Philologenverband fordert Beamtenstatus für alle Lehrer
«Der Staat sollte die Verantwortung für Bildung, Bildungsinhalte und -personal nicht aus der Hand geben», sagte Meidinger am Samstag zur Tagung des Philologenverbands Mecklenburg-Vorpommern in Rostock. Er kritisierte die teils gravierenden Unterschiede im Status und der Bezahlung von Lehrern in den Bundesländern als ärgerlich. «Es ist einem angestellten Lehrer nicht mehr zu erklären, warum ein beamteter Kollege an der gleichen Schule bei gleicher Arbeit deutlich besser bezahlt wird.»

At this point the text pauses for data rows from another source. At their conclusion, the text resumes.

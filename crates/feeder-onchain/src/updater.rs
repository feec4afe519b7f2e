//! Oracle update executor.
//!
//! Consumes one Stage-2 batch per tick, packs the points into key/value
//! tuples and submits them in a single contract call. On failure the batch
//! is retried once against the backup endpoint; if that also fails the
//! tick is dropped, since the next tick supersedes it anyway.

use crate::contract::OracleWriter;
use crate::packing;
use alloy::primitives::U256;
use chrono::Utc;
use feeder_models::FilterPoint;
use std::sync::Arc;
use tokio::sync::mpsc;
use tokio_util::sync::CancellationToken;
use tracing::{error, info, warn};

/// Run the executor until the filters channel closes or shutdown fires.
pub async fn run_oracle_updater(
    mut filters_rx: mpsc::Receiver<Vec<FilterPoint>>,
    primary: Arc<dyn OracleWriter>,
    backup: Arc<dyn OracleWriter>,
    shutdown: CancellationToken,
) {
    loop {
        tokio::select! {
            () = shutdown.cancelled() => return,
            maybe = filters_rx.recv() => {
                let Some(points) = maybe else { return };
                update_once(&points, primary.as_ref(), backup.as_ref()).await;
            }
        }
    }
}

/// Submit one tick's filter points.
pub async fn update_once(
    points: &[FilterPoint],
    primary: &dyn OracleWriter,
    backup: &dyn OracleWriter,
) {
    let timestamp = Utc::now().timestamp();
    let (keys, values) = encode_points(points, timestamp);
    if keys.is_empty() {
        return;
    }

    match primary.set_multiple_values(keys.clone(), values.clone()).await {
        Ok(tx_hash) => info!(keys = keys.len(), tx_hash = %tx_hash, "Oracle updated"),
        Err(e) => {
            warn!(error = %e, "Primary oracle update failed, trying backup");
            match backup.set_multiple_values(keys, values).await {
                Ok(tx_hash) => info!(tx_hash = %tx_hash, "Oracle updated via backup"),
                Err(e) => error!(error = %e, "Backup oracle update failed, dropping tick"),
            }
        }
    }
}

/// Encode filter points as aligned `(key, packed word)` vectors.
///
/// Keys are `<QUOTE>/USD`; Stage 2 already yields one point per asset, so
/// no key is duplicated within a call. Unpackable values are skipped.
pub fn encode_points(points: &[FilterPoint], timestamp: i64) -> (Vec<String>, Vec<U256>) {
    let mut keys = Vec::with_capacity(points.len());
    let mut values = Vec::with_capacity(points.len());
    for point in points {
        info!(
            source = %point.source_type,
            asset = %point.pair.quote_token.symbol,
            value = point.value,
            time = %point.time,
            "Filter point received"
        );
        match packing::pack(point.value, timestamp) {
            Ok(word) => {
                keys.push(format!("{}/USD", point.pair.quote_token.symbol));
                values.push(word);
            }
            Err(e) => warn!(
                asset = %point.pair.quote_token.symbol,
                error = %e,
                "Skipping unpackable filter point"
            ),
        }
    }
    (keys, values)
}

#[cfg(test)]
mod tests {
    use super::*;
    use crate::error::{OnchainError, OnchainResult};
    use async_trait::async_trait;
    use chrono::Utc;
    use feeder_models::{Asset, Pair, SourceType};
    use parking_lot::Mutex;

    fn point(symbol: &str, value: f64) -> FilterPoint {
        FilterPoint {
            pair: Pair::new(
                Asset {
                    symbol: symbol.to_string(),
                    ..Default::default()
                },
                Asset::fiat_usd(),
            ),
            source_type: SourceType::Cex,
            source: String::new(),
            value,
            name: "median".to_string(),
            time: Utc::now(),
        }
    }

    #[derive(Default)]
    struct RecordingWriter {
        fail: bool,
        calls: Mutex<Vec<(Vec<String>, Vec<U256>)>>,
    }

    #[async_trait]
    impl OracleWriter for RecordingWriter {
        async fn set_multiple_values(
            &self,
            keys: Vec<String>,
            values: Vec<U256>,
        ) -> OnchainResult<String> {
            self.calls.lock().push((keys, values));
            if self.fail {
                Err(OnchainError::Submission("stub".to_string()))
            } else {
                Ok("0xabc".to_string())
            }
        }
    }

    #[test]
    fn test_encode_points_alignment() {
        let points = vec![point("BTC", 50050.0), point("ETH", 2005.0)];
        let (keys, values) = encode_points(&points, 1_700_000_000);
        assert_eq!(keys, vec!["BTC/USD", "ETH/USD"]);
        assert_eq!(values.len(), 2);
        let (v, ts) = packing::unpack(values[0]);
        assert_eq!(v, 50050.0);
        assert_eq!(ts, 1_700_000_000);
    }

    #[test]
    fn test_encode_skips_unpackable() {
        let points = vec![point("BTC", -1.0), point("ETH", 2005.0)];
        let (keys, values) = encode_points(&points, 1_700_000_000);
        assert_eq!(keys, vec!["ETH/USD"]);
        assert_eq!(values.len(), 1);
    }

    #[tokio::test]
    async fn test_primary_success_skips_backup() {
        let primary = RecordingWriter::default();
        let backup = RecordingWriter::default();
        update_once(&[point("BTC", 50050.0)], &primary, &backup).await;
        assert_eq!(primary.calls.lock().len(), 1);
        assert!(backup.calls.lock().is_empty());
    }

    #[tokio::test]
    async fn test_failover_to_backup() {
        let primary = RecordingWriter {
            fail: true,
            ..Default::default()
        };
        let backup = RecordingWriter::default();
        update_once(&[point("BTC", 50050.0)], &primary, &backup).await;
        assert_eq!(primary.calls.lock().len(), 1);
        let backup_calls = backup.calls.lock();
        assert_eq!(backup_calls.len(), 1);
        assert_eq!(backup_calls[0].0, vec!["BTC/USD"]);
    }

    #[tokio::test]
    async fn test_double_failure_drops_tick() {
        let primary = RecordingWriter {
            fail: true,
            ..Default::default()
        };
        let backup = RecordingWriter {
            fail: true,
            ..Default::default()
        };
        // Must not panic or retry endlessly.
        update_once(&[point("BTC", 50050.0)], &primary, &backup).await;
        assert_eq!(primary.calls.lock().len(), 1);
        assert_eq!(backup.calls.lock().len(), 1);
    }

    #[tokio::test]
    async fn test_empty_batch_not_submitted() {
        let primary = RecordingWriter::default();
        let backup = RecordingWriter::default();
        update_once(&[], &primary, &backup).await;
        assert!(primary.calls.lock().is_empty());
    }
}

Auch sei die Bezahlung nicht nur zwischen Beamten und Angestellten unterschiedlich, die Differenzen seien auch unter den Bundesländern deutlich sichtbar. Deutschland gleiche bei diesen Kriterien einem «föderalen Flickenteppich». Hier wäre ein Angleichung unter den Bundesländern auf einem höheren Niveau zu wünschen, sagte Meidinger. Dabei ging er allerdings von einem sehr langen Anpassungsprozess aus. «Dauerhaft wird sich aber Deutschland diese unterschiedlichen Arbeits- und Bezahlungsverhältnisse sowie die verschiedenen Möglichkeiten bei der Beförderung nicht leisten können.»
Im Philologenverband sind die Lehrer an Gymnasien, Gesamtschulen, Hochschulen sowie an anderen Bildungseinrichtungen, die auf das Abitur vorbereiten, vertreten.